Domani perciò, per il tema della prima causa che si celebrerà in paese, ci sarà un ponte ideale tra Strasburgo e Torraca.
Giovanni Falci
Carissimo Direttore Aldo Bianchini,
il Tribunale invece di riaprirlo a Sala Consilina
l’hanno aperto a TORRACA? Che c’è di vero?
La domanda sorge spontanea:
L’eventuale merito va a Marco Travaglio o a Alfonso Bonafede ?
Secondo il quotidiano IL RIFORMISTA sembrerebbe che il primo è il Ministro della
Giustizia e il secondo sembrerebbe sottosegretario nello stesso dicastero?
Sembra proprio una bufala?
Caro Pierino, il tuo commento non coglie nel segno e ciò per tutta una serie di motivi.
Innanzitutto la possibilità di fare udienze in video conferenza, da remoto, è la prova, dove ce ne fosse stato ancora bisogno, della opportunità della scelta della chiusura del Tribunale di Sala Consilina che fu fatta all’epoca.
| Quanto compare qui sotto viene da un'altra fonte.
use crate::data::class_label;
use crate::errors::ConformalError;
use crate::metrics::evaluation::EvaluationMetric;
use crate::pvalue::prediction_set;
use crate::utils::validate_confidence;
use std::collections::BTreeMap;

type PValues = BTreeMap<i32, f64>;

/// Fraction of examples whose prediction set misses the observed label.
#[derive(Debug, Clone)]
pub struct ErrorRate {
    confidence: f64,
    errors: usize,
    total: usize,
}

impl ErrorRate {
    pub fn new(confidence: f64) -> Result<Self, ConformalError> {
        validate_confidence(confidence)?;
        Ok(ErrorRate {
            confidence,
            errors: 0,
            total: 0,
        })
    }
}

impl EvaluationMetric<PValues> for ErrorRate {
    fn add_prediction(&mut self, observed: f64, prediction: &PValues) -> Result<(), ConformalError> {
        let label = class_label(observed)?;
        if !prediction_set(prediction, self.confidence)?.contains(&label) {
            self.errors += 1;
        }
        self.total += 1;
        Ok(())
    }

    fn value(&self) -> Option<f64> {
        (self.total > 0).then(|| self.errors as f64 / self.total as f64)
    }

    fn num_observations(&self) -> usize {
        self.total
    }

    fn clear(&mut self) {
        self.errors = 0;
        self.total = 0;
    }

    fn name(&self) -> String {
        format!("ErrorRate@{}", self.confidence)
    }

    fn maximize(&self) -> bool {
        false
    }
}

/// Mean number of labels in the prediction sets.
#[derive(Debug, Clone)]
pub struct AverageSetSize {
    confidence: f64,
    labels: usize,
    total: usize,
}

impl AverageSetSize {
    pub fn new(confidence: f64) -> Result<Self, ConformalError> {
        validate_confidence(confidence)?;
        Ok(AverageSetSize {
            confidence,
            labels: 0,
            total: 0,
        })
    }
}

impl EvaluationMetric<PValues> for AverageSetSize {
    fn add_prediction(&mut self, _observed: f64, prediction: &PValues) -> Result<(), ConformalError> {
        self.labels += prediction_set(prediction, self.confidence)?.len();
        self.total += 1;
        Ok(())
    }

    fn value(&self) -> Option<f64> {
        (self.total > 0).then(|| self.labels as f64 / self.total as f64)
    }

    fn num_observations(&self) -> usize {
        self.total
    }

    fn clear(&mut self) {
        self.labels = 0;
        self.total = 0;
    }

    fn name(&self) -> String {
        format!("AverageSetSize@{}", self.confidence)
    }

    fn maximize(&self) -> bool {
        false
    }
}

/// Fraction of prediction sets holding exactly one label.
#[derive(Debug, Clone)]
pub struct SingleLabelRate {
    confidence: f64,
    singles: usize,
    total: usize,
}

impl SingleLabelRate {
    pub fn new(confidence: f64) -> Result<Self, ConformalError> {
        validate_confidence(confidence)?;
        Ok(SingleLabelRate {
            confidence,
            singles: 0,
            total: 0,
        })
    }
}

impl EvaluationMetric<PValues> for SingleLabelRate {
    fn add_prediction(&mut self, _observed: f64, prediction: &PValues) -> Result<(), ConformalError> {
        if prediction_set(prediction, self.confidence)?.len() == 1 {
            self.singles += 1;
        }
        self.total += 1;
        Ok(())
    }

    fn value(&self) -> Option<f64> {
        (self.total > 0).then(|| self.singles as f64 / self.total as f64)
    }

    fn num_observations(&self) -> usize {
        self.total
    }

    fn clear(&mut self) {
        self.singles = 0;
        self.total = 0;
    }

    fn name(&self) -> String {
        format!("SingleLabelRate@{}", self.confidence)
    }

    fn maximize(&self) -> bool {
        true
    }
}

/// Mean sum of the p-values of the labels that were not observed.
#[derive(Debug, Clone, Default)]
pub struct ObservedFuzziness {
    sum: f64,
    total: usize,
}

impl ObservedFuzziness {
    pub fn new() -> Self {
        Self::default()
    }
}

impl EvaluationMetric<PValues> for ObservedFuzziness {
    fn add_prediction(&mut self, observed: f64, prediction: &PValues) -> Result<(), ConformalError> {
        let label = class_label(observed)?;
        self.sum += prediction
            .iter()
            .filter(|(l, _)| **l != label)
            .map(|(_, p)| *p)
            .sum::<f64>();
        self.total += 1;
        Ok(())
    }

    fn value(&self) -> Option<f64> {
        (self.total > 0).then(|| self.sum / self.total as f64)
    }

    fn num_observations(&self) -> usize {
        self.total
    }

    fn clear(&mut self) {
        self.sum = 0.0;
        self.total = 0;
    }

    fn name(&self) -> String {
        "ObservedFuzziness".to_string()
    }

    fn maximize(&self) -> bool {
        false
    }
}

#[cfg(test)]
mod tests {
    use super::*;

    fn pvalues(p0: f64, p1: f64) -> PValues {
        vec![(0, p0), (1, p1)].into_iter().collect()
    }

    #[test]
    fn test_error_rate_and_set_size() {
        let mut error = ErrorRate::new(0.8).unwrap();
        let mut size = AverageSetSize::new(0.8).unwrap();
        let mut single = SingleLabelRate::new(0.8).unwrap();
        assert_eq!(error.value(), None);
        for (observed, p) in [(0.0, pvalues(0.5, 0.1)), (1.0, pvalues(0.5, 0.1)), (1.0, pvalues(0.3, 0.9))] {
            error.add_prediction(observed, &p).unwrap();
            size.add_prediction(observed, &p).unwrap();
            single.add_prediction(observed, &p).unwrap();
        }
        assert!((error.value().unwrap() - 1.0 / 3.0).abs() < 1e-12);
        assert!((size.value().unwrap() - 4.0 / 3.0).abs() < 1e-12);
        assert!((single.value().unwrap() - 2.0 / 3.0).abs() < 1e-12);
        assert_eq!(error.num_observations(), 3);
        error.clear();
        assert_eq!(error.value(), None);
        assert!(ErrorRate::new(0.0).is_err());
    }

    #[test]
    fn test_observed_fuzziness() {
        let mut fuzz = ObservedFuzziness::new();
        fuzz.add_prediction(0.0, &pvalues(0.9, 0.2)).unwrap();
        fuzz.add_prediction(1.0, &pvalues(0.4, 0.6)).unwrap();
        assert!((fuzz.value().unwrap() - 0.3).abs() < 1e-12);
        assert!(fuzz.add_prediction(0.5, &pvalues(0.1, 0.1)).is_err());
    }
}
Io personalmente non sono favorevole a questo modo di celebrazione delle udienze penali perché verrebbero meno i principi della oralità e immediatezza che presidiano il “giusto processo” penale. Devo però dire, che alcuni procedimenti quale ad esempio quello che ho fatto oggi da Torraca, possono essere celebrati in questo modo perché non si svolgono con esami di testi o consulenti che necessitano di un controllo e una concentrazione diretta. In secondo luogo per ritenere positiva la scelta della chiusura di Sala Consilina basterebbe il fatto che non è stata voluta da Travaglio e Buonafede. Sono sinceramente convinto che quel duo non è in grado di fare scelte intelligenti perché possono scegliere ma …… quanto a intelligenza.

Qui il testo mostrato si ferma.